━━━ Input for this task
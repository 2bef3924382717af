// SPDX-FileCopyrightText: 2026 Deskmate Contributors
// SPDX-License-Identifier: MIT OR Apache-2.0

//! Wire types for the OpenAI Chat Completions API.
//!
//! These mirror the JSON request/response shapes exactly; conversion to and
//! from the canonical `deskmate-core` types happens at the client boundary.
//! The notable impedance mismatch: OpenAI carries tool-call arguments as a
//! JSON-encoded *string*, while core types use `serde_json::Value`.

use deskmate_core::types::{
    ChatTurn, CompletionRequest, CompletionResponse, ResponseFormat, TokenUsage, ToolCallRequest,
    ToolSpec,
};
use deskmate_core::DeskmateError;
use serde::{Deserialize, Serialize};

/// A message in the OpenAI wire format.
#[derive(Debug, Clone, Serialize, Deserialize)]
pub struct ApiMessage {
    pub role: String,
    #[serde(default)]
    pub content: Option<String>,
    #[serde(default, skip_serializing_if = "Option::is_none")]
    pub tool_calls: Option<Vec<ApiToolCall>>,
    #[serde(default, skip_serializing_if = "Option::is_none")]
    pub tool_call_id: Option<String>,
}

/// A tool call in the OpenAI wire format.
#[derive(Debug, Clone, Serialize, Deserialize)]
pub struct ApiToolCall {
    pub id: String,
    #[serde(rename = "type")]
    pub type_: String,
    pub function: ApiFunctionCall,
}

/// The function payload of a tool call. `arguments` is a JSON-encoded string.
#[derive(Debug, Clone, Serialize, Deserialize)]
pub struct ApiFunctionCall {
    pub name: String,
    pub arguments: String,
}

/// A tool definition in the OpenAI wire format.
#[derive(Debug, Clone, Serialize, Deserialize)]
pub struct ApiTool {
    #[serde(rename = "type")]
    pub type_: String,
    pub function: ApiFunction,
}

/// The function schema inside a tool definition.
#[derive(Debug, Clone, Serialize, Deserialize)]
pub struct ApiFunction {
    pub name: String,
    pub description: String,
    pub parameters: serde_json::Value,
}

/// Structured output constraint.
#[derive(Debug, Clone, Serialize, Deserialize)]
pub struct ApiResponseFormat {
    #[serde(rename = "type")]
    pub type_: String,
}

/// Request body for POST /v1/chat/completions.
#[derive(Debug, Clone, Serialize, Deserialize)]
pub struct ChatRequest {
    pub model: String,
    pub messages: Vec<ApiMessage>,
    #[serde(skip_serializing_if = "Option::is_none")]
    pub tools: Option<Vec<ApiTool>>,
    #[serde(skip_serializing_if = "Option::is_none")]
    pub tool_choice: Option<String>,
    #[serde(skip_serializing_if = "Option::is_none")]
    pub temperature: Option<f32>,
    #[serde(skip_serializing_if = "Option::is_none")]
    pub max_tokens: Option<u32>,
    #[serde(skip_serializing_if = "Option::is_none")]
    pub response_format: Option<ApiResponseFormat>,
}

/// Response body from POST /v1/chat/completions.
#[derive(Debug, Clone, Deserialize)]
pub struct ChatResponse {
    pub id: String,
    pub model: String,
    pub choices: Vec<ApiChoice>,
    #[serde(default)]
    pub usage: Option<ApiUsage>,
}

/// One completion choice.
#[derive(Debug, Clone, Deserialize)]
pub struct ApiChoice {
    pub message: ApiMessage,
    #[serde(default)]
    pub finish_reason: Option<String>,
}

/// Token usage accounting.
#[derive(Debug, Clone, Default, Deserialize)]
pub struct ApiUsage {
    #[serde(default)]
    pub prompt_tokens: u32,
    #[serde(default)]
    pub completion_tokens: u32,
}

/// Error envelope returned by the API on non-2xx responses.
#[derive(Debug, Clone, Deserialize)]
pub struct ApiErrorResponse {
    pub error: ApiErrorBody,
}

/// The error detail inside an [`ApiErrorResponse`].
#[derive(Debug, Clone, Deserialize)]
pub struct ApiErrorBody {
    #[serde(default)]
    #[serde(rename = "type")]
    pub type_: Option<String>,
    pub message: String,
}

/// Converts a canonical request into the OpenAI wire format.
pub fn to_wire_request(request: &CompletionRequest) -> ChatRequest {
    let mut messages = Vec::with_capacity(request.messages.len() + 1);
    if let Some(system) = &request.system {
        messages.push(ApiMessage {
            role: "system".to_string(),
            content: Some(system.clone()),
            tool_calls: None,
            tool_call_id: None,
        });
    }
    for turn in &request.messages {
        messages.push(to_wire_message(turn));
    }

    let tools = if request.tools.is_empty() {
        None
    } else {
        Some(request.tools.iter().map(to_wire_tool).collect())
    };
    // OpenAI rejects tool_choice without tools.
    let tool_choice = tools.as_ref().map(|_| "auto".to_string());

    ChatRequest {
        model: request.model.clone(),
        messages,
        tools,
        tool_choice,
        temperature: request.temperature,
        max_tokens: request.max_tokens,
        response_format: request.response_format.map(|f| match f {
            ResponseFormat::JsonObject => ApiResponseFormat {
                type_: "json_object".to_string(),
            },
        }),
    }
}

fn to_wire_message(turn: &ChatTurn) -> ApiMessage {
    let tool_calls = if turn.tool_calls.is_empty() {
        None
    } else {
        Some(
            turn.tool_calls
                .iter()
                .map(|call| ApiToolCall {
                    id: call.id.clone(),
                    type_: "function".to_string(),
                    function: ApiFunctionCall {
                        name: call.name.clone(),
                        arguments: call.arguments.to_string(),
                    },
                })
                .collect(),
        )
    };
    ApiMessage {
        role: turn.role.clone(),
        content: turn.content.clone(),
        tool_calls,
        tool_call_id: turn.tool_call_id.clone(),
    }
}

fn to_wire_tool(spec: &ToolSpec) -> ApiTool {
    ApiTool {
        type_: "function".to_string(),
        function: ApiFunction {
            name: spec.name.clone(),
            description: spec.description.clone(),
            parameters: spec.parameters.clone(),
        },
    }
}

/// Converts an OpenAI wire response into the canonical response type.
///
/// Fails when the response has no choices or a tool call carries
/// unparseable arguments.
pub fn from_wire_response(response: ChatResponse) -> Result<CompletionResponse, DeskmateError> {
    let choice = response
        .choices
        .into_iter()
        .next()
        .ok_or_else(|| DeskmateError::Provider {
            message: "API response contained no choices".to_string(),
            source: None,
        })?;

    let mut tool_calls = Vec::new();
    for call in choice.message.tool_calls.unwrap_or_default() {
        let arguments: serde_json::Value =
            serde_json::from_str(&call.function.arguments).map_err(|e| {
                DeskmateError::Provider {
                    message: format!(
                        "tool call `{}` carried malformed arguments: {e}",
                        call.function.name
                    ),
                    source: Some(Box::new(e)),
                }
            })?;
        tool_calls.push(ToolCallRequest {
            id: call.id,
            name: call.function.name,
            arguments,
        });
    }

    let usage = response.usage.unwrap_or_default();
    Ok(CompletionResponse {
        id: response.id,
        model: response.model,
        content: choice.message.content,
        tool_calls,
        finish_reason: choice.finish_reason,
        usage: TokenUsage {
            prompt_tokens: usage.prompt_tokens,
            completion_tokens: usage.completion_tokens,
        },
    })
}

#[cfg(test)]
mod tests {
    use super::*;

    #[test]
    fn system_prompt_becomes_leading_system_message() {
        let request = CompletionRequest {
            model: "gpt-4o-mini".into(),
            system: Some("You are helpful.".into()),
            messages: vec![ChatTurn::user("hi")],
            max_tokens: Some(100),
            temperature: Some(0.7),
            tools: vec![],
            response_format: None,
        };
        let wire = to_wire_request(&request);
        assert_eq!(wire.messages.len(), 2);
        assert_eq!(wire.messages[0].role, "system");
        assert_eq!(wire.messages[1].role, "user");
        assert!(wire.tools.is_none());
        assert!(wire.tool_choice.is_none());
    }

    #[test]
    fn tools_enable_auto_tool_choice() {
        let request = CompletionRequest {
            model: "gpt-4o-mini".into(),
            system: None,
            messages: vec![ChatTurn::user("book a cab")],
            max_tokens: None,
            temperature: None,
            tools: vec![ToolSpec {
                name: "book_cab".into(),
                description: "Book a cab".into(),
                parameters: serde_json::json!({"type": "object", "properties": {}}),
            }],
            response_format: None,
        };
        let wire = to_wire_request(&request);
        assert_eq!(wire.tool_choice.as_deref(), Some("auto"));
        assert_eq!(wire.tools.as_ref().unwrap()[0].function.name, "book_cab");
    }

    #[test]
    fn tool_call_arguments_serialize_as_json_string() {
        let turn = ChatTurn::assistant_tool_calls(
            None,
            vec![ToolCallRequest {
                id: "call_1".into(),
                name: "order_food".into(),
                arguments: serde_json::json!({"items": ["coffee"]}),
            }],
        );
        let wire = to_wire_message(&turn);
        let calls = wire.tool_calls.unwrap();
        assert_eq!(calls[0].function.arguments, r#"{"items":["coffee"]}"#);
    }

    #[test]
    fn response_tool_call_arguments_parse_back_to_value() {
        let response = ChatResponse {
            id: "chatcmpl-1".into(),
            model: "gpt-4o-mini".into(),
            choices: vec![ApiChoice {
                message: ApiMessage {
                    role: "assistant".into(),
                    content: None,
                    tool_calls: Some(vec![ApiToolCall {
                        id: "call_1".into(),
                        type_: "function".into(),
                        function: ApiFunctionCall {
                            name: "book_cab".into(),
                            arguments: r#"{"pickupLocation":"Office"}"#.into(),
                        },
                    }]),
                    tool_call_id: None,
                },
                finish_reason: Some("tool_calls".into()),
            }],
            usage: None,
        };
        let resp = from_wire_response(response).unwrap();
        assert!(resp.wants_tools());
        assert_eq!(resp.tool_calls[0].arguments["pickupLocation"], "Office");
    }

    #[test]
    fn malformed_tool_arguments_are_a_provider_error() {
        let response = ChatResponse {
            id: "chatcmpl-2".into(),
            model: "gpt-4o-mini".into(),
            choices: vec![ApiChoice {
                message: ApiMessage {
                    role: "assistant".into(),
                    content: None,
                    tool_calls: Some(vec![ApiToolCall {
                        id: "call_1".into(),
                        type_: "function".into(),
                        function: ApiFunctionCall {
                            name: "book_cab".into(),
                            arguments: "{not json".into(),
                        },
                    }]),
                    tool_call_id: None,
                },
                finish_reason: None,
            }],
            usage: None,
        };
        assert!(from_wire_response(response).is_err());
    }

    #[test]
    fn empty_choices_is_a_provider_error() {
        let response = ChatResponse {
            id: "chatcmpl-3".into(),
            model: "gpt-4o-mini".into(),
            choices: vec![],
            usage: None,
        };
        assert!(from_wire_response(response).is_err());
    }
}
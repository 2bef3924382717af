// SPDX-FileCopyrightText: 2026 Deskmate Contributors
// SPDX-License-Identifier: MIT OR Apache-2.0

//! Domain model types for storage entities.
//!
//! The canonical types are defined in `deskmate-core::types` for use across
//! adapter trait boundaries. This module re-exports them for convenience
//! within the storage crate.

pub use deskmate_core::types::{ChatMessage, ChatSession, Employee};
// SPDX-FileCopyrightText: 2026 Deskmate Contributors
// SPDX-License-Identifier: MIT OR Apache-2.0

//! Deskmate - an LLM-backed assistant for everyday employee tasks.
//!
//! This is the binary entry point for the Deskmate server.

#[cfg(not(target_env = "msvc"))]
use tikv_jemallocator::Jemalloc;

#[cfg(not(target_env = "msvc"))]
#[global_allocator]
static GLOBAL: Jemalloc = Jemalloc;

use clap::{Parser, Subcommand};

mod serve;

/// Deskmate - an LLM-backed assistant for everyday employee tasks.
#[derive(Parser, Debug)]
#[command(name = "deskmate", version, about, long_about = None)]
struct Cli {
    #[command(subcommand)]
    command: Option<Commands>,
}

/// Available subcommands.
#[derive(Subcommand, Debug)]
enum Commands {
    /// Start the Deskmate HTTP server.
    Serve,
    /// Load the configuration, validate it, and print a summary.
    Config,
}

fn init_tracing(log_level: &str) {
    use tracing_subscriber::EnvFilter;

    let filter = EnvFilter::try_from_default_env()
        .unwrap_or_else(|_| EnvFilter::new(format!("deskmate={log_level}")));
    tracing_subscriber::fmt().with_env_filter(filter).init();
}

#[tokio::main]
async fn main() {
    let cli = Cli::parse();

    let config = match deskmate_config::load_and_validate() {
        Ok(config) => config,
        Err(errors) => {
            for error in &errors {
                eprintln!("deskmate: config error: {error}");
            }
            std::process::exit(1);
        }
    };

    init_tracing(&config.agent.log_level);

    match cli.command {
        Some(Commands::Serve) => {
            if let Err(error) = serve::run(config).await {
                tracing::error!(error = %error, "server exited with error");
                std::process::exit(1);
            }
        }
        Some(Commands::Config) => {
            println!("agent.name          = {}", config.agent.name);
            println!("agent.log_level     = {}", config.agent.log_level);
            println!("agent.history_limit = {}", config.agent.history_limit);
            println!("agent.memory_limit  = {}", config.agent.memory_limit);
            println!("openai.model        = {}", config.openai.model);
            println!("openai.classifier   = {}", config.openai.classifier_model);
            println!("mem0.base_url       = {}", config.mem0.base_url);
            println!("storage.database    = {}", config.storage.database_path);
            println!("gateway.listen      = {}:{}", config.gateway.host, config.gateway.port);
        }
        None => {
            println!("deskmate: use --help for available commands");
        }
    }
}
━━━━━━
▶ Work task
What lines in the data hold the word "items"? Return them.

▶ Answer to the problem
                arguments: serde_json::json!({"items": ["coffee"]}),
        assert_eq!(calls[0].function.arguments, r#"{"items":["coffee"]}"#);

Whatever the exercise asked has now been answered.